It is not my intention to set off a firestorm today. Not my nature, you know. What I do want to say is that this is exactly the reason this blog is here: to draw more attention to session beers, beers "to the left of the dial," that are under the big ABV radar but still have deliciously full flavor. It's working, but maybe we need to deliver a louder statement. You know...set off a firestorm.
Accordingly, I am reading manifestos this week, learning from the masters.
A specter is haunting American craft breweries -- the specter of Session Beer.Or:
All the Powers of extreme craft brewing have entered into a holy alliance to exorcise this specter. Where is the beer under 6% that has not been decried as "weak session beer" by its opponents in extremism? Where the extreme brewer who has not charged that session beers take attention from the extreme beers that fire the public imagination?*
Two things result from this fact:
I. Session Beer is already acknowledged by all extreme craft brewers and drinkers to be itself a Movement.

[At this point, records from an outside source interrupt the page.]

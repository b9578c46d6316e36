//! Minimal MRC2014 reader/writer for stacks of 2D images (`.mrc` / `.mrcs`).
//!
//! Only little-endian files are handled. Data are returned as `(nz, ny, nx)`
//! arrays, i.e. axis 0 indexes the images of the stack.

use log::debug;
use ndarray::{Array3, ArrayView3};
use std::fs::File;
use std::io::{self, BufReader, BufWriter, Read, Write};
use std::path::Path;
use thiserror::Error;

const HEADER_LEN: usize = 1024;
const MAP_STAMP: &[u8; 4] = b"MAP ";
const MACHINE_STAMP_LE: [u8; 4] = [0x44, 0x44, 0x00, 0x00];
const MRC_VERSION: i32 = 20140;

// Word offsets (4 bytes each) into the main header.
const NX: usize = 0;
const NY: usize = 1;
const NZ: usize = 2;
const MODE: usize = 3;
const MX: usize = 7;
const MY: usize = 8;
const MZ: usize = 9;
const CELLA: usize = 10;
const CELLB: usize = 13;
const MAPC: usize = 16;
const DMIN: usize = 19;
const DMAX: usize = 20;
const DMEAN: usize = 21;
const NSYMBT: usize = 23;
const NVERSION: usize = 27;
const MAP: usize = 52;
const MACHST: usize = 53;
const RMS: usize = 54;

#[derive(Debug, Error)]
pub enum MrcError {
    #[error("MRC I/O error: {0}")]
    Io(#[from] io::Error),

    #[error("Header is missing the 'MAP ' identifier")]
    MissingMapStamp,

    #[error("Big-endian MRC files are not supported")]
    BigEndian,

    #[error("Unsupported MRC data mode {0}")]
    UnsupportedMode(i32),

    #[error("Invalid stack dimensions {nx}x{ny}x{nz}")]
    InvalidDimensions { nx: i64, ny: i64, nz: i64 },

    #[error("Invalid extended header length {0}")]
    InvalidExtendedHeader(i32),

    #[error("Stack shape error: {0}")]
    Shape(#[from] ndarray::ShapeError),
}

/// Storage type of the voxel data.
#[derive(Clone, Copy, Debug, PartialEq, Eq)]
enum Mode {
    Int8,
    Int16,
    Float32,
    Uint16,
}

impl Mode {
    fn from_code(code: i32) -> Result<Self, MrcError> {
        match code {
            0 => Ok(Mode::Int8),
            1 => Ok(Mode::Int16),
            2 => Ok(Mode::Float32),
            6 => Ok(Mode::Uint16),
            _ => Err(MrcError::UnsupportedMode(code)),
        }
    }

    fn bytes(self) -> usize {
        match self {
            Mode::Int8 => 1,
            Mode::Int16 | Mode::Uint16 => 2,
            Mode::Float32 => 4,
        }
    }

    fn decode(self, raw: &[u8]) -> Vec<f64> {
        match self {
            Mode::Int8 => raw.iter().map(|&b| b as i8 as f64).collect(),
            Mode::Int16 => raw
                .chunks_exact(2)
                .map(|c| i16::from_le_bytes([c[0], c[1]]) as f64)
                .collect(),
            Mode::Uint16 => raw
                .chunks_exact(2)
                .map(|c| u16::from_le_bytes([c[0], c[1]]) as f64)
                .collect(),
            Mode::Float32 => raw
                .chunks_exact(4)
                .map(|c| f32::from_le_bytes([c[0], c[1], c[2], c[3]]) as f64)
                .collect(),
        }
    }
}

fn get_i32(header: &[u8; HEADER_LEN], word: usize) -> i32 {
    let i = word * 4;
    i32::from_le_bytes([header[i], header[i + 1], header[i + 2], header[i + 3]])
}

fn put_i32(header: &mut [u8; HEADER_LEN], word: usize, value: i32) {
    header[word * 4..word * 4 + 4].copy_from_slice(&value.to_le_bytes());
}

fn put_f32(header: &mut [u8; HEADER_LEN], word: usize, value: f32) {
    header[word * 4..word * 4 + 4].copy_from_slice(&value.to_le_bytes());
}

/// Reads an image stack from an MRC file.
pub fn read_stack<P: AsRef<Path>>(path: P) -> Result<Array3<f64>, MrcError> {
    let file = File::open(path.as_ref())?;
    debug!("Reading MRC stack {:?}", path.as_ref());
    read_stack_from(BufReader::new(file))
}

/// Reads an image stack from any MRC-formatted byte source.
pub fn read_stack_from<R: Read>(mut reader: R) -> Result<Array3<f64>, MrcError> {
    let mut header = [0u8; HEADER_LEN];
    reader.read_exact(&mut header)?;

    if &header[MAP * 4..MAP * 4 + 4] != MAP_STAMP {
        return Err(MrcError::MissingMapStamp);
    }
    if header[MACHST * 4] == 0x11 {
        return Err(MrcError::BigEndian);
    }

    let (nx, ny, nz) = (get_i32(&header, NX), get_i32(&header, NY), get_i32(&header, NZ));
    if nx <= 0 || ny <= 0 || nz <= 0 {
        return Err(MrcError::InvalidDimensions {
            nx: nx.into(),
            ny: ny.into(),
            nz: nz.into(),
        });
    }
    let mode = Mode::from_code(get_i32(&header, MODE))?;

    let nsymbt = get_i32(&header, NSYMBT);
    if nsymbt < 0 {
        return Err(MrcError::InvalidExtendedHeader(nsymbt));
    }
    let skipped = io::copy(&mut reader.by_ref().take(nsymbt as u64), &mut io::sink())?;
    if skipped != nsymbt as u64 {
        return Err(io::Error::new(io::ErrorKind::UnexpectedEof, "truncated extended header").into());
    }

    let invalid = MrcError::InvalidDimensions {
        nx: nx.into(),
        ny: ny.into(),
        nz: nz.into(),
    };
    let (nx, ny, nz) = (nx as usize, ny as usize, nz as usize);
    let len = nx
        .checked_mul(ny)
        .and_then(|n| n.checked_mul(nz))
        .and_then(|n| n.checked_mul(mode.bytes()))
        .ok_or(invalid)?;

    // grows with the data actually present, not with what the header claims
    let mut raw = Vec::new();
    reader.take(len as u64).read_to_end(&mut raw)?;
    if raw.len() != len {
        return Err(io::Error::new(io::ErrorKind::UnexpectedEof, "truncated image data").into());
    }

    debug!("MRC stack: {} images of {}x{}, mode {:?}", nz, ny, nx, mode);
    Ok(Array3::from_shape_vec((nz, ny, nx), mode.decode(&raw))?)
}

/// Writes an image stack as a mode 2 (float32) MRC file.
pub fn write_stack<P: AsRef<Path>>(path: P, stack: ArrayView3<f64>) -> Result<(), MrcError> {
    let file = File::create(path.as_ref())?;
    debug!("Writing MRC stack {:?}", path.as_ref());
    write_stack_to(BufWriter::new(file), stack)
}

/// Writes an image stack as mode 2 (float32) MRC data to any byte sink.
///
/// The header describes an image stack (space group 0) with 1 Å voxels.
pub fn write_stack_to<W: Write>(mut writer: W, stack: ArrayView3<f64>) -> Result<(), MrcError> {
    let (nz, ny, nx) = stack.dim();
    let dims = (i32::try_from(nx), i32::try_from(ny), i32::try_from(nz));
    let (nx, ny, nz) = match dims {
        (Ok(nx), Ok(ny), Ok(nz)) if nx > 0 && ny > 0 && nz > 0 => (nx, ny, nz),
        _ => {
            return Err(MrcError::InvalidDimensions {
                nx: nx as i64,
                ny: ny as i64,
                nz: nz as i64,
            })
        }
    };

    let count = stack.len() as f64;
    let min = stack.iter().cloned().fold(f64::INFINITY, f64::min);
    let max = stack.iter().cloned().fold(f64::NEG_INFINITY, f64::max);
    let mean = stack.sum() / count;
    let rms = (stack.iter().map(|&v| (v - mean) * (v - mean)).sum::<f64>() / count).sqrt();

    let mut header = [0u8; HEADER_LEN];
    put_i32(&mut header, NX, nx);
    put_i32(&mut header, NY, ny);
    put_i32(&mut header, NZ, nz);
    put_i32(&mut header, MODE, 2);
    put_i32(&mut header, MX, nx);
    put_i32(&mut header, MY, ny);
    put_i32(&mut header, MZ, 1);
    put_f32(&mut header, CELLA, nx as f32);
    put_f32(&mut header, CELLA + 1, ny as f32);
    put_f32(&mut header, CELLA + 2, 1.0);
    for k in 0..3 {
        put_f32(&mut header, CELLB + k, 90.0);
        put_i32(&mut header, MAPC + k, k as i32 + 1);
    }
    put_f32(&mut header, DMIN, min as f32);
    put_f32(&mut header, DMAX, max as f32);
    put_f32(&mut header, DMEAN, mean as f32);
    put_i32(&mut header, NVERSION, MRC_VERSION);
    header[MAP * 4..MAP * 4 + 4].copy_from_slice(MAP_STAMP);
    header[MACHST * 4..MACHST * 4 + 4].copy_from_slice(&MACHINE_STAMP_LE);
    put_f32(&mut header, RMS, rms as f32);

    writer.write_all(&header)?;

    let mut data = Vec::with_capacity(stack.len() * 4);
    for &v in stack.iter() {
        data.extend_from_slice(&(v as f32).to_le_bytes());
    }
    writer.write_all(&data)?;
    writer.flush()?;
    Ok(())
}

II. It is high time that Session Beer brewers and drinkers should openly, in the face of the whole world, publish their views, their aims, their tendencies, and meet this nursery tale of the Spectre of Session Beer with a Manifesto of the movement itself.
When, in the course of enjoying beer, it becomes necessary for one portion of the family of drinkers to assume among the beer drinkers of the earth a position different from that which they have hitherto occupied, but one to which the laws of nature and of nature's God entitle them, a decent respect to the opinions of mankind requires that they should declare the causes that impel them to such a course.Hmmm...who would have thought Elizabeth Cady Stanton's writing would serve as a model for a drinking platform? Will wonders never cease? I am liking the manifesto idea. But I think I'll keep it shorter. Much shorter, it's got to fit on a t-shirt!

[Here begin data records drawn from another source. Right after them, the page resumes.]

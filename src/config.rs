//! TOML run configuration.
//!
//! ```toml
//! method = "P94"
//!
//! [ctf]
//! defocus = 1.5
//! pixel_size = 0.6575
//! image_size = 440
//!
//! [sampling]
//! phi_range = [0.0, 360.0]
//! theta_range = [0.1, 179.9]
//! step_size = 6.0
//! ```
//!
//! Every section and key is optional.

use crate::ctf::CtfParams;
use crate::orientation::{OrientationSampler, SamplingMethod};
use serde::Deserialize;
use std::path::{Path, PathBuf};
use thiserror::Error;

#[derive(Debug, Error)]
pub enum ConfigError {
    #[error("Failed to read config file '{path}': {source}")]
    Io {
        path: PathBuf,
        #[source]
        source: std::io::Error,
    },

    #[error("Failed to parse config: {0}")]
    Parse(#[from] toml::de::Error),
}

#[derive(Clone, Debug, Default, PartialEq, Deserialize)]
#[serde(default)]
pub struct Config {
    pub method: SamplingMethod,
    pub ctf: CtfParams,
    pub sampling: OrientationSampler,
}

impl Config {
    pub fn from_toml_str(content: &str) -> Result<Self, ConfigError> {
        Ok(toml::from_str(content)?)
    }

    pub fn from_file<P: AsRef<Path>>(path: P) -> Result<Self, ConfigError> {
        let path = path.as_ref();
        let content = std::fs::read_to_string(path).map_err(|source| ConfigError::Io {
            path: path.to_path_buf(),
            source,
        })?;
        Self::from_toml_str(&content)
    }
}
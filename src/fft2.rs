use ndarray::parallel::prelude::{IntoParallelIterator, ParallelIterator};
use ndarray::iter::LanesMut;
use ndarray::{Array2, ArrayViewMut1, ArrayViewMut2, Axis, Ix1, Zip};
use rustfft::num_complex::Complex;
use rustfft::num_traits::Zero;
use rustfft::{Fft, FftDirection, FftPlanner};

/// Unitary 2D forward FFT, origin at index (0, 0).
pub fn fft2(mut input: Array2<Complex<f64>>) -> Array2<Complex<f64>> {
    _fft2(input.view_mut(), FftDirection::Forward);
    input
}

/// Unitary 2D inverse FFT, origin at index (0, 0).
///
/// Both directions are scaled by `1/sqrt(rows * cols)` so `ifft2(fft2(x)) == x`.
pub fn ifft2(mut input: Array2<Complex<f64>>) -> Array2<Complex<f64>> {
    _fft2(input.view_mut(), FftDirection::Inverse);
    input
}

fn _fft2(mut input: ArrayViewMut2<Complex<f64>>, direction: FftDirection) {
    let mut planner = FftPlanner::new();
    let fft_row = planner.plan_fft(input.shape()[1], direction);
    let fft_col = planner.plan_fft(input.shape()[0], direction);
    let normalisation = 1.0 / ((input.shape()[0] * input.shape()[1]) as f64).sqrt();

    // fft along axis1, iteration over axis0
    transform_lanes(input.rows_mut(), fft_row.as_ref(), 1.0);
    // fft along axis0, iteration over axis1
    transform_lanes(input.columns_mut(), fft_col.as_ref(), normalisation);
}

// Lanes are copied through a contiguous buffer so strided views work too.
fn transform_lanes(lanes: LanesMut<Complex<f64>, Ix1>, fft: &dyn Fft<f64>, scale: f64) {
    Zip::from(lanes).into_par_iter().for_each_init(
        || {
            (
                vec![Zero::zero(); fft.len()],
                vec![Zero::zero(); fft.get_inplace_scratch_len()],
            )
        },
        |(buffer, scratch), (mut lane,)| {
            debug_assert_eq!(lane.len(), buffer.len());
            for (b, &e) in buffer.iter_mut().zip(lane.iter()) {
                *b = e;
            }
            fft.process_with_scratch(buffer, scratch);
            for (e, &b) in lane.iter_mut().zip(buffer.iter()) {
                *e = b * scale;
            }
        },
    );
}

/// Moves the origin (0, 0) to the "center" of the array (H/2, W/2)
///
/// For even array lengths, which have no center value, this moves the value to the next value after the center
pub fn fft2_shift_inplace<T: Copy + Send>(mut input: ArrayViewMut2<T>) {
    Zip::from(input.lanes_mut(Axis(1))).par_for_each(|row| {
        fft_shift_inplace(row);
    });

    Zip::from(input.lanes_mut(Axis(0))).par_for_each(|col| {
        fft_shift_inplace(col);
    });
}

/// Moves the "center" of the array (H/2, W/2) to the origin (0, 0)
///
/// Inverts fft_shift exactly, accounting for the asymmetry of even arrays
pub fn ifft2_shift_inplace<T: Copy + Send>(mut input: ArrayViewMut2<T>) {
    Zip::from(input.lanes_mut(Axis(1))).par_for_each(|row| {
        ifft_shift_inplace(row);
    });

    Zip::from(input.lanes_mut(Axis(0))).par_for_each(|col| {
        ifft_shift_inplace(col);
    });
}

/// Moves the origin (0) to the "center" of the array (N/2)
///
/// For even array lengths, which have no center value, this moves the value to the next value after the center
pub fn fft_shift_inplace<T: Copy>(mut input: ArrayViewMut1<T>) {
    if input.len() % 2 == 0 {
        return shift_even(input);
    }

    let len = input.len();
    let half = len / 2;

    let mut i = len;
    let mut j = half;
    let mut temp = input[half];
    for _ in 0..half {
        i -= 1;
        j -= 1;
        std::mem::swap(&mut temp, &mut input[i]);
        std::mem::swap(&mut temp, &mut input[j]);
    }
    input[half] = temp;
}

/// Moves the "center" of the array (N/2) to the origin (0)
///
/// Inverts fft_shift exactly, accounting for the asymmetry of even arrays
pub fn ifft_shift_inplace<T: Copy>(mut input: ArrayViewMut1<T>) {
    if input.len() % 2 == 0 {
        return shift_even(input);
    }

    let half = input.len() / 2;

    let mut j = half + 1;
    let mut temp = input[half];
    for i in 0..half {
        std::mem::swap(&mut temp, &mut input[i]);
        std::mem::swap(&mut temp, &mut input[j]);
        j += 1;
    }
    input[half] = temp;
}

fn shift_even<T: Copy>(mut input: ArrayViewMut1<T>) {
    let half = input.len() / 2;
    for i in 0..half {
        input.swap(i, i + half);
    }
}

We hold these truths to be self-evident: that all good beer drinkers are created equal; that they are endowed by their Creator with certain inalienable rights; that among these are beer, variety, and the pursuit of hoppiness; that to supply these rights breweries are instituted, deriving their just powers from the purchases of the drinker. Whenever any form of beer hype becomes destructive of these ends, it is the right of those who suffer from it to refuse allegiance to it, and to insist upon the institution of a new movement, laying its foundation on such principles, and organizing its definition in such form, as to them shall seem most likely to effect their drinking pleasure and happiness.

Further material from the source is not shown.